Among the entries below, please repeat exactly and only the lines from the line containing "filename src/recorder/error.rs" to the line containing "or not writable.", both lines included.
:: Supplied records
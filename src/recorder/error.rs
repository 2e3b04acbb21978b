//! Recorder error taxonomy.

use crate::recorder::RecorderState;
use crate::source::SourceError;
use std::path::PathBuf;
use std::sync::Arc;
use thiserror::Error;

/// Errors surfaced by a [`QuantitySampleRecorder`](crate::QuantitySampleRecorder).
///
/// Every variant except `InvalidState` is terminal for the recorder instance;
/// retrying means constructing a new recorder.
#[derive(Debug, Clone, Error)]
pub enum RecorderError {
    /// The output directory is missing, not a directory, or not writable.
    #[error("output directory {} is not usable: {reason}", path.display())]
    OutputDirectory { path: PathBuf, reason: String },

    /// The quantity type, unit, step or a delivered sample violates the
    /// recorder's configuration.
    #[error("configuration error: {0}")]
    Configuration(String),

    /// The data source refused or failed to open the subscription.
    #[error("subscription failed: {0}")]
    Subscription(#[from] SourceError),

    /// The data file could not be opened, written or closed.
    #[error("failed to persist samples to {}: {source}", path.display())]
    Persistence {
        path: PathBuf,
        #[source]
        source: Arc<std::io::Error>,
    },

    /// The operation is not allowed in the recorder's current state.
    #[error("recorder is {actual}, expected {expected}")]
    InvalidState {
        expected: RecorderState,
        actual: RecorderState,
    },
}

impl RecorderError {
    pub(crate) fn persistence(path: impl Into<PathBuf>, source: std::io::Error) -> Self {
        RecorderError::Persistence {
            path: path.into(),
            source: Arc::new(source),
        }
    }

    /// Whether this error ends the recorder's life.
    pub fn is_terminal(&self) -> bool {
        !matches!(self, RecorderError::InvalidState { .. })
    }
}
::::
:: Supplied records
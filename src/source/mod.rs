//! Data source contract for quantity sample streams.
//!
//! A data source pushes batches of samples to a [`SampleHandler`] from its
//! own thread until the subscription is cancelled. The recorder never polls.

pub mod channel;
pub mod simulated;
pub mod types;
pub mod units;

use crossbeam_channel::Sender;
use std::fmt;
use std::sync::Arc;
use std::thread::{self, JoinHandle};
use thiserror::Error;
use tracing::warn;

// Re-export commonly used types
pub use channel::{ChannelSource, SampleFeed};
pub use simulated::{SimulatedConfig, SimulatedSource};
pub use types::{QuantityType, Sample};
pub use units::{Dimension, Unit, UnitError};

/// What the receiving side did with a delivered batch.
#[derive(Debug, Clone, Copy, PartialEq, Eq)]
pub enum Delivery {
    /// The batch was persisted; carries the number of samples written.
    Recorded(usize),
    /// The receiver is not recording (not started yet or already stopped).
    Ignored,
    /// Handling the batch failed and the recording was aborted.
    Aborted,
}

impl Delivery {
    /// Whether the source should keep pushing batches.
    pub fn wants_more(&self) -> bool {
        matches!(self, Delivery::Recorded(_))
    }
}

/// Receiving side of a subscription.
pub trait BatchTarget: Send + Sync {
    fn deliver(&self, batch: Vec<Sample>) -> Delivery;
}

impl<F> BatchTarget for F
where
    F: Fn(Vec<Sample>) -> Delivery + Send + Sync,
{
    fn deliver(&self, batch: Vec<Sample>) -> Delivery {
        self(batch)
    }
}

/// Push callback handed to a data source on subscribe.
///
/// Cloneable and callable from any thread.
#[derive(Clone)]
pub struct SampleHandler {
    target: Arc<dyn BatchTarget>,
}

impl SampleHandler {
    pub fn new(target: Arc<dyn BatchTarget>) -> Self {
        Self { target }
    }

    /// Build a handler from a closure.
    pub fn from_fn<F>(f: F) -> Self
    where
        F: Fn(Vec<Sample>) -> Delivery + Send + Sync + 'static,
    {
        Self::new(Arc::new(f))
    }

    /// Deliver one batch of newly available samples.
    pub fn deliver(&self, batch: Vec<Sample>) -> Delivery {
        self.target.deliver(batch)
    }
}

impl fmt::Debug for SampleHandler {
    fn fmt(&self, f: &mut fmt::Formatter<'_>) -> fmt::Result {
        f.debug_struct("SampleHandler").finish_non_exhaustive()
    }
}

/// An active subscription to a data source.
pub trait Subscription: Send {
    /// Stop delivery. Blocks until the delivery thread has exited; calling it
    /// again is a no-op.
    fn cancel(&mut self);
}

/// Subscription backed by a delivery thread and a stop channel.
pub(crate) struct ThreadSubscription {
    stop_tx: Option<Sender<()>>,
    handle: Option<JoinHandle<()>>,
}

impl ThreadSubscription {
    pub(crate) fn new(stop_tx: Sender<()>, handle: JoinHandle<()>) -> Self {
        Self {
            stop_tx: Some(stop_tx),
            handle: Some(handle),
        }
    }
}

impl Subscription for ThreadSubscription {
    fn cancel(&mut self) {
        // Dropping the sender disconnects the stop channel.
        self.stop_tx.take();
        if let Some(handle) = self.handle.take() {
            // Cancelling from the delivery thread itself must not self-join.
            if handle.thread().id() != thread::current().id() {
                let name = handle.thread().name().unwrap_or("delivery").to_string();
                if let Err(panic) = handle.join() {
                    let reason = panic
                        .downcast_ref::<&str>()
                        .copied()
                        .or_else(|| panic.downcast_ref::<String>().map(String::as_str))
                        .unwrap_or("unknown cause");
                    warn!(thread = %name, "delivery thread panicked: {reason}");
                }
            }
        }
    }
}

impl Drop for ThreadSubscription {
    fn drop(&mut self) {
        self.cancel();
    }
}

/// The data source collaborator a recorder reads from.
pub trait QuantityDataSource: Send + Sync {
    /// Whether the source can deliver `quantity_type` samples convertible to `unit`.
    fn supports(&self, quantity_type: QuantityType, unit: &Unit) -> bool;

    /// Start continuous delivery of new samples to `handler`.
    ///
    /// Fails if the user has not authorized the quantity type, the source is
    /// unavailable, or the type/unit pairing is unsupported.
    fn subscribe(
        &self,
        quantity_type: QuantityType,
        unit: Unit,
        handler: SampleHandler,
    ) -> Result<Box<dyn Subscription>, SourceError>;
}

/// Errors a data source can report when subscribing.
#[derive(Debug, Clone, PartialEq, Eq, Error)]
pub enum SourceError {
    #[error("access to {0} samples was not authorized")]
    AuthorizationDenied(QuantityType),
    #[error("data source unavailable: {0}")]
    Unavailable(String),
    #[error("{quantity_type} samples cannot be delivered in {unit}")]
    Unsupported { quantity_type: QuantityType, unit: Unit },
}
::::
Solution for this problem:
filename src/recorder/error.rs
repository 2e3b04acbb21978b
//! Recorder error taxonomy.

use crate::recorder::RecorderState;
use crate::source::SourceError;
use std::path::PathBuf;
use std::sync::Arc;
use thiserror::Error;

/// Errors surfaced by a [`QuantitySampleRecorder`](crate::QuantitySampleRecorder).
///
/// Every variant except `InvalidState` is terminal for the recorder instance;
/// retrying means constructing a new recorder.
#[derive(Debug, Clone, Error)]
pub enum RecorderError {
    /// The output directory is missing, not a directory, or not writable.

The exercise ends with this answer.